[To do]
Begin with the line that has "let trimmed = line.trim_start();". Give it and every line after it again, exactly, through the end of the entries below.

(Exercise material Opens)

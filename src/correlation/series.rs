//! correlation::series — uniformly sampled per-frame arrays.
//!
//! Purpose
//! -------
//! Provide [`TimeSeries`], the single input layout consumed by the
//! multi-origin correlation kernel. Scalar series, multi-component series
//! (e.g. the off-diagonal stress tensor components) and per-particle vector
//! series (e.g. positions) are all normalized to one 3-D layout.
//!
//! Invariants & assumptions
//! ------------------------
//! - `values` has shape `[n_frames, n_entities, n_components]` with every
//!   dimension ≥ 1.
//! - All samples are finite; `dt` is finite and strictly positive.
//!
//! Conventions
//! -----------
//! - Axis 0 is time. Axis 1 indexes the entities the kernel reports
//!   separately (atoms, tensor components). Axis 2 holds the components that
//!   are reduced inside a single contribution (x/y/z for displacements and
//!   dot products).
//! - Component series built by [`TimeSeries::from_components`] map each
//!   column to its own entity with a single component.
use crate::correlation::errors::{CorrelationError, CorrelationResult};
use ndarray::{Array1, Array2, Array3, ArrayView3, Axis};

/// `TimeSeries` — validated `[frames, entities, components]` samples plus `dt`.
#[derive(Debug, Clone, PartialEq)]
pub struct TimeSeries {
    values: Array3<f64>,
    dt: f64,
}

impl TimeSeries {
    /// Build a series from a full `[frames, entities, components]` array.
    ///
    /// Errors
    /// ------
    /// - `CorrelationError::InvalidTimeStep` if `dt` is not finite and > 0.
    /// - `CorrelationError::EmptySeries` if any dimension is zero.
    /// - `CorrelationError::NonFiniteSample` for the first NaN/±inf sample.
    pub fn new(values: Array3<f64>, dt: f64) -> CorrelationResult<Self> {
        if !dt.is_finite() || dt <= 0.0 {
            return Err(CorrelationError::InvalidTimeStep { dt });
        }
        if values.is_empty() {
            return Err(CorrelationError::EmptySeries);
        }
        for (frame, frame_values) in values.axis_iter(Axis(0)).enumerate() {
            if let Some(&value) = frame_values.iter().find(|v| !v.is_finite()) {
                return Err(CorrelationError::NonFiniteSample { frame, value });
            }
        }
        Ok(TimeSeries { values, dt })
    }

    /// One scalar per frame; a single entity with a single component.
    pub fn from_scalars(values: Array1<f64>, dt: f64) -> CorrelationResult<Self> {
        let n = values.len();
        let values = values.into_shape_with_order((n, 1, 1)).map_err(|_| {
            CorrelationError::ShapeMismatch { expected: "[n_frames]".into(), actual: vec![n] }
        })?;
        Self::new(values, dt)
    }

    /// `[frames, components]`, each component reported as its own entity.
    pub fn from_components(values: Array2<f64>, dt: f64) -> CorrelationResult<Self> {
        let (n, c) = values.dim();
        let values = values.into_shape_with_order((n, c, 1)).map_err(|_| {
            CorrelationError::ShapeMismatch {
                expected: "[n_frames, n_components]".into(),
                actual: vec![n, c],
            }
        })?;
        Self::new(values, dt)
    }

    /// `[frames, entities, 3]` vectors (positions, orientations).
    pub fn from_vectors(values: Array3<f64>, dt: f64) -> CorrelationResult<Self> {
        if values.dim().2 != 3 {
            return Err(CorrelationError::ShapeMismatch {
                expected: "[n_frames, n_entities, 3]".into(),
                actual: values.shape().to_vec(),
            });
        }
        Self::new(values, dt)
    }

    pub fn values(&self) -> ArrayView3<'_, f64> {
        self.values.view()
    }

    pub fn dt(&self) -> f64 {
        self.dt
    }

    pub fn n_frames(&self) -> usize {
        self.values.dim().0
    }

    pub fn n_entities(&self) -> usize {
        self.values.dim().1
    }

    pub fn n_components(&self) -> usize {
        self.values.dim().2
    }

    /// Total duration covered by the samples, `n_frames · dt`.
    pub fn duration(&self) -> f64 {
        self.n_frames() as f64 * self.dt
    }
}
//! analysis::xvg — two-column GROMACS `.xvg` reader.
//!
//! Lines starting with `#` (comments) or `@` (xmgrace directives) are
//! skipped; every other non-blank line must start with two numbers, the
//! time and the value. Further columns are ignored.
use crate::analysis::errors::{AnalysisError, AnalysisResult};
use ndarray::Array1;
use std::{
    fs::File,
    io::{BufRead, BufReader},
    path::Path,
};

/// `(time, value)` columns of an `.xvg` stream.
///
/// Errors
/// ------
/// - `AnalysisError::Parse` for a data line without two leading numbers;
///   `line` is 1-based.
/// - `AnalysisError::Io` for read failures.
pub fn read_xvg<R: BufRead>(reader: R) -> AnalysisResult<(Array1<f64>, Array1<f64>)> {
    let mut time = Vec::new();
    let mut value = Vec::new();
    for (i, line) in reader.lines().enumerate() {
        let line = line?;
        let trimmed = line.trim_start();
        if trimmed.is_empty() || trimmed.starts_with('#') || trimmed.starts_with('@') {
            continue;
        }
        let mut fields = trimmed.split_whitespace().map(str::parse::<f64>);
        match (fields.next(), fields.next()) {
            (Some(Ok(t)), Some(Ok(v))) => {
                time.push(t);
                value.push(v);
            }
            _ => return Err(AnalysisError::Parse { line: i + 1, content: line.clone() }),
        }
    }
    tracing::debug!(n_samples = time.len(), "xvg parsed");
    Ok((Array1::from(time), Array1::from(value)))
}

/// [`read_xvg`] on a file.
pub fn read_xvg_file<P: AsRef<Path>>(path: P) -> AnalysisResult<(Array1<f64>, Array1<f64>)> {
    let file = File::open(path.as_ref())?;
    read_xvg(BufReader::new(file))
}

(Exercise material Closes)

[Your response]
        let trimmed = line.trim_start();
        if trimmed.is_empty() || trimmed.starts_with('#') || trimmed.starts_with('@') {
            continue;
        }
        let mut fields = trimmed.split_whitespace().map(str::parse::<f64>);
        match (fields.next(), fields.next()) {
            (Some(Ok(t)), Some(Ok(v))) => {
                time.push(t);
                value.push(v);
            }
            _ => return Err(AnalysisError::Parse { line: i + 1, content: line.clone() }),
        }
    }
    tracing::debug!(n_samples = time.len(), "xvg parsed");
    Ok((Array1::from(time), Array1::from(value)))
}

/// [`read_xvg`] on a file.
pub fn read_xvg_file<P: AsRef<Path>>(path: P) -> AnalysisResult<(Array1<f64>, Array1<f64>)> {
    let file = File::open(path.as_ref())?;
    read_xvg(BufReader::new(file))
}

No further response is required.